The primary factor in the self-defense determination is evidence that Fett fired a gun, Martin said. She cited the 2003 prosecution of Bryant Gwynn as an example of an instance in which the Forsyth County District Attorney’s office has made the call the other way.

“That also involved a drug deal,” she said. “One individual shot the other. We prosecuted that as first-degree murder. There was no evidence that the decedent fired a gun.”

Martin echoed the statement of Bell that physical evidence, including the presence of a firearm and shell casings, corroborated Matthew Bliven’s characterization of the shooting.

“This young man had been homeless,” Martin said of Fett. “He had tried to reach out to his mother. He needed his mother. He had begged for help from his mother, and he was living out of his car. He was begging for a place to stay. He had the money in the car. That supports that statement that he robbed the other party. Do you see how that supports what the shooter said?”

Martin acknowledged that no one really knows for sure who fired first.

“That’s the crux of it: We don’t know which bullet came out first,” she said. “All the reliable evidence was this young man was desperate and committed a robbery and went there armed.”

Tollie acknowledged that the delay in Bliven reporting the crime creates some doubt. “He certainly could have planted a gun and money,” he said, “but we can’t prosecute someone on the basis of ‘He could have.’”

While it might be tempting to go ahead and charge a suspect and let the evidence come out in court, Tollie said that’s not the way the justice system should work.

“How would you report a story if you learned that a gentleman was incarcerated, went through the excruciating time of a murder trial only to be acquitted, and then you talked to the detective and the prosecutor and they told you they didn’t have evidence to charge the person?” Tollie asked. “That’s not a criminal justice system that I want to be a part of.

“I don’t think the taxpayers want to foot the bill for that kind of system, and I don’t want to be part of a system that inflicts that kind of punishment on a person when the authorities didn’t think there was evidence to support a charge, just so the family members could have the satisfaction of having the case come to light in the court,” he continued. “It requires a substantial amount of evidence to deprive a person of their liberty, and I’m glad it does.”

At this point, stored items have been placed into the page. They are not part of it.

use serde::{Deserialize, Serialize};

use crate::error::ConfigError;

pub const DEFAULT_ADDRESS: u8 = 0x28;
pub const DEFAULT_SPI_DIVISOR: u16 = 4;
pub const QUEUE_CAPACITY: usize = 8;
/// System clock the tick counts are measured against.
pub const TICK_RATE_HZ: u32 = 10_000_000;
/// 40 ticks per I2C bit at the default tick rate, 250 kHz.
pub const DEFAULT_I2C_HALF_PERIOD: u32 = 20;
/// Shortest SCL half period that still leaves the ACK pull settled on the
/// bus before the host samples it: three debounce samples plus one tick of
/// output latency have to fit in the two low halves around the ACK slot.
pub const MIN_I2C_HALF_PERIOD: u32 = 2;

/// Build-time constants of the bridge. There is no way to change them on a
/// running [`Bridge`](crate::Bridge).
#[derive(Debug, Clone, Copy, PartialEq, Eq, Serialize, Deserialize)]
#[serde(default)]
pub struct BridgeConfig {
    /// 7-bit peripheral address.
    pub address: u8,
    /// SPI half period in ticks.
    pub spi_divisor: u16,
}

impl Default for BridgeConfig {
    fn default() -> Self {
        Self {
            address: DEFAULT_ADDRESS,
            spi_divisor: DEFAULT_SPI_DIVISOR,
        }
    }
}

impl BridgeConfig {
    pub fn validate(&self) -> Result<(), ConfigError> {
        match self.address {
            0x80..=0xff => return Err(ConfigError::AddressOutOfRange(self.address)),
            0x00..=0x07 | 0x78..=0x7f => return Err(ConfigError::ReservedAddress(self.address)),
            _ => {}
        }
        if self.spi_divisor == 0 {
            return Err(ConfigError::ZeroDivisor);
        }
        Ok(())
    }

    pub fn spi_clock_hz(&self) -> f64 {
        TICK_RATE_HZ as f64 / (2.0 * self.spi_divisor as f64)
    }

    /// Chip-select low time of one transfer: setup, eight bits, hold.
    pub fn frame_ticks(&self) -> u64 {
        18 * self.spi_divisor as u64
    }
}

/// Settings for a [`Testbench`](crate::Testbench) around the bridge.
#[derive(Debug, Clone, PartialEq, Eq, Serialize, Deserialize)]
#[serde(default)]
pub struct BenchConfig {
    pub bridge: BridgeConfig,
    pub i2c_half_period: u32,
    /// Bytes the SPI peer answers with, one per transfer.
    pub peer_responses: Vec<u8>,
}

impl Default for BenchConfig {
    fn default() -> Self {
        Self {
            bridge: BridgeConfig::default(),
            i2c_half_period: DEFAULT_I2C_HALF_PERIOD,
            peer_responses: Vec::new(),
        }
    }
}

impl BenchConfig {
    pub fn validate(&self) -> Result<(), ConfigError> {
        self.bridge.validate()?;
        if self.i2c_half_period < MIN_I2C_HALF_PERIOD {
            return Err(ConfigError::HalfPeriodTooShort {
                half_period: self.i2c_half_period,
                min: MIN_I2C_HALF_PERIOD,
            });
        }
        Ok(())
    }
}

Martin said the fact that Zachary Fett was apparently engaged in a criminal activity played no role in her handling of the case.

“Most of our cases involve people who have made tough choices, that have made criminal choices, but that doesn’t prevent us from prosecuting and obtaining justice for the victims,” Martin said. “I have a whole list of people who have been prosecuted where the victim was involved in criminal activities. In this case, the law precluded us from prosecuting the young man. I don’t want people to think it’s the choices that young man [Fett] — other than the choice to fire a gun — that influenced us on whether to go forward with a prosecution.”